Abstract Body (Do not enter title and authors here): Background: Cardiac NAD decline is reported in cardiometabolic diseases. SARM1 consumes NAD in axonal injury and causes mitochondrial dysfunction, but its role in heart disease is not known. We hypothesized that inhibiting SARM1 is cardioprotective via mitochondrial mechanisms.
Methods: Diabetic stress (DIA) and diet-induced obesity (DIO) were induced by streptozotocin or high-fat diet. Genetic (KO mice) or pharmacologic (DSRM-3716) inhibition of SARM1 was employed. Echocardiography, respirometry, transmission electron microscopy and immunoblotting were used to characterize cardiac, mitochondrial and molecular changes.

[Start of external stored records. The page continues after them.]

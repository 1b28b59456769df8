use chrono::NaiveDate;
use log::{debug, warn};
use std::collections::BTreeMap;

use crate::models::ledger::{Ledger, LedgerEntry};
use crate::models::metal::Metal;
use crate::models::settings::{CoverageMethod, StorageFrequency, StorageSettings};

/// Accrues periodic storage (custody) fees against the ledger.
///
/// Rows are grouped by date. Each date is charged
/// `Σ operation_amount × period_rate × (1 + VAT)`, and the coverage method
/// decides who pays:
/// - `Cash`: split evenly over the date's rows; quantities untouched.
/// - `Metal(m)`: the date's `m` purchases are liquidated to fund the whole cost.
/// - `AllMetals`: every purchase funds its share of the date's purchased
///   amount by selling its own metal.
///
/// Liquidation never takes a row below zero quantity; whatever the metal
/// on hand cannot fund is dropped with a warning.
///
/// Only `storage_cost`, `amount_after_cost` and (for metal coverage)
/// `quantity` are written. `operation_amount` is never touched.
pub struct StorageCostService;

impl StorageCostService {
    pub fn new() -> Self {
        Self
    }

    /// Accrue using a settings block.
    pub fn accrue(&self, ledger: &Ledger, settings: &StorageSettings) -> Ledger {
        self.accrue_storage_costs(
            ledger,
            settings.fee_rate_percent,
            settings.frequency,
            settings.vat_rate_percent,
            settings.coverage,
        )
    }

    /// Return a new ledger with storage costs applied.
    ///
    /// Output rows are grouped by ascending date; rows sharing a date keep
    /// their ledger order. The cost columns are reset before accruing; under
    /// metal coverage the quantities sold by an earlier accrual stay sold.
    pub fn accrue_storage_costs(
        &self,
        ledger: &Ledger,
        fee_rate_percent: f64,
        frequency: StorageFrequency,
        vat_rate_percent: f64,
        coverage: CoverageMethod,
    ) -> Ledger {
        let period_rate = frequency.period_rate(fee_rate_percent);
        let vat_multiplier = 1.0 + vat_rate_percent / 100.0;

        let mut by_date: BTreeMap<NaiveDate, Vec<LedgerEntry>> = BTreeMap::new();
        for entry in ledger.entries() {
            by_date.entry(entry.date).or_default().push(entry.clone());
        }

        let mut out = Vec::with_capacity(ledger.len());
        for (date, mut group) in by_date {
            for row in &mut group {
                row.storage_cost = 0.0;
                row.amount_after_cost = row.operation_amount;
            }

            let base: f64 = group.iter().map(|r| r.operation_amount).sum();
            // A date whose net amount is not positive accrues nothing
            let gross_cost = (base * period_rate * vat_multiplier).max(0.0);

            if gross_cost > 0.0 {
                match coverage {
                    CoverageMethod::Cash => cover_with_cash(&mut group, gross_cost),
                    CoverageMethod::Metal(metal) => {
                        cover_with_metal(&mut group, metal, gross_cost, date)
                    }
                    CoverageMethod::AllMetals => cover_with_all_metals(&mut group, gross_cost),
                }
            }

            out.extend(group);
        }

        debug!(
            "Accrued storage costs on {} rows ({} coverage, {:?} at {}%)",
            out.len(),
            coverage,
            frequency,
            fee_rate_percent
        );

        Ledger::from_entries(out)
    }

    /// Total storage cost recorded in the ledger.
    pub fn total_storage_cost(&self, ledger: &Ledger) -> f64 {
        ledger.entries().iter().map(|e| e.storage_cost).sum()
    }
}

impl Default for StorageCostService {
    fn default() -> Self {
        Self::new()
    }
}

fn cover_with_cash(group: &mut [LedgerEntry], gross_cost: f64) {
    let per_row = gross_cost / group.len() as f64;
    for row in group.iter_mut() {
        row.storage_cost = per_row;
        row.amount_after_cost = row.operation_amount - per_row;
    }
}

/// Rows that hold metal and can give some of it up.
fn can_fund(row: &LedgerEntry) -> bool {
    row.quantity > 0.0 && row.operation_amount > 0.0
}

fn cover_with_metal(group: &mut [LedgerEntry], metal: Metal, gross_cost: f64, date: NaiveDate) {
    let Some(price) = group
        .iter()
        .find(|r| r.metal == metal && can_fund(r))
        .map(|r| r.unit_price)
    else {
        // No rollover and no cash fallback: the period's cost is dropped.
        warn!(
            "No {} bought on {}, storage cost of {:.2} not covered",
            metal, date, gross_cost
        );
        return;
    };
    if !(price.is_finite() && price > 0.0) {
        warn!("Unusable {} price on {}, storage cost not covered", metal, date);
        return;
    }

    let units_to_sell = gross_cost / price;

    // Split the liquidation over this metal's rows by their share of the
    // metal's amount, so several same-day purchases fund the cost once.
    let metal_amount: f64 = group
        .iter()
        .filter(|r| r.metal == metal && can_fund(r))
        .map(|r| r.operation_amount)
        .sum();
    let mut units_sold = 0.0;
    let mut exhausted = false;
    for row in group.iter_mut().filter(|r| r.metal == metal && can_fund(r)) {
        let wanted = units_to_sell * row.operation_amount / metal_amount;
        // A row never gives up more than it holds
        let units = if wanted >= row.quantity {
            exhausted |= wanted > row.quantity;
            row.quantity
        } else {
            wanted
        };
        row.quantity -= units;
        units_sold += units;
    }

    let covered_cost = if exhausted {
        let covered = units_sold * price;
        warn!(
            "{} bought on {} covers only {:.2} of {:.2} storage cost, remainder not covered",
            metal, date, covered, gross_cost
        );
        covered
    } else {
        gross_cost
    };

    let per_row = covered_cost / group.len() as f64;
    for row in group.iter_mut() {
        row.storage_cost = per_row;
        row.amount_after_cost = row.quantity * row.unit_price;
    }
}

fn cover_with_all_metals(group: &mut [LedgerEntry], gross_cost: f64) {
    let funding_amount: f64 = group
        .iter()
        .filter(|r| can_fund(r))
        .map(|r| r.operation_amount)
        .sum();
    if funding_amount <= 0.0 {
        return;
    }

    for row in group.iter_mut().filter(|r| can_fund(r)) {
        let row_cost = gross_cost * row.operation_amount / funding_amount;
        let price = row.unit_price;
        if !(price.is_finite() && price > 0.0) {
            warn!(
                "Unusable {} price on {}, storage share of {:.2} not covered",
                row.metal, row.date, row_cost
            );
            continue;
        }

        let available = row.quantity * price;
        if row_cost >= available {
            if row_cost > available {
                warn!(
                    "{} row on {} covers only {:.2} of its {:.2} storage share",
                    row.metal, row.date, available, row_cost
                );
            }
            row.quantity = 0.0;
            row.storage_cost = available;
        } else {
            row.quantity -= row_cost / price;
            row.storage_cost = row_cost;
        }
        row.amount_after_cost = row.quantity * price;
    }
}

Results: Systolic and diastolic dysfunction in male and female DIA-WT mice was attenuated in KO mice, while DIO-induced diastolic dysfunction and hypertrophy were suppressed in male KO mice. SARM1 inhibition by DSRM reversed pre-existing cardiac dysfunction in DIA-WT mice. These lines of genetic and pharmacologic evidence show that SARM1 inhibition is protective in cardiometabolic diseases.
DIA-WT heart mitochondria had reduced OXPHOS respiration, cristae count, score and density, and OPA1 protein, all restored in DIA-KO. The cardio- and mito-protection were associated with elevated tissue NAD, but not mito-NAD. Similarly, DSRM treatment reversed the decline in OXPHOS capacity, but not mito-NAD decline, in DIA-WT. H9c2 cell line with a cytosolic NAD sensor was generated. Cytosolic NAD decline by ectopic SARM1 expression was reversed by DSRM, suggesting that SARM1 regulates extramitochondrial NAD.
We next explored the role of mitophagy in cardio- and mito-protection. DIA-WT hearts had elevated BNIP3 and p-DRP1, and more fragmented mitochondria, indicating activation of mitophagy. Upregulated mito-LC3 and reduced Rab5, Rab7, Rab9 and RILP expression in DIA-WT indicated reduced endosomal trafficking, causing compromised mitophagic flux and accumulation of damaged mitochondria, despite upregulated lysosomal protease cathepsin D. Impaired mitophagy markers (BNIP3, p-DRP1, mito-LC3, Rab5, Rab7, RILP) were restored in DIA-KO, suggesting that SARM1 may regulate multiple steps in the mitophagy pathway. Bnip3 transcription is controlled by HIF1α, and DIA-WT hearts showed upregulated HIF1α and its target genes, including Bnip3. These alterations were normalized in DIA-KO, suggesting HIF1α-dependent regulation of BNIP3-mitophagy by SARM1.
Conclusion: SARM1 is a therapeutic target to fine-tune mitophagy and protect mitochondria in cardiometabolic disease.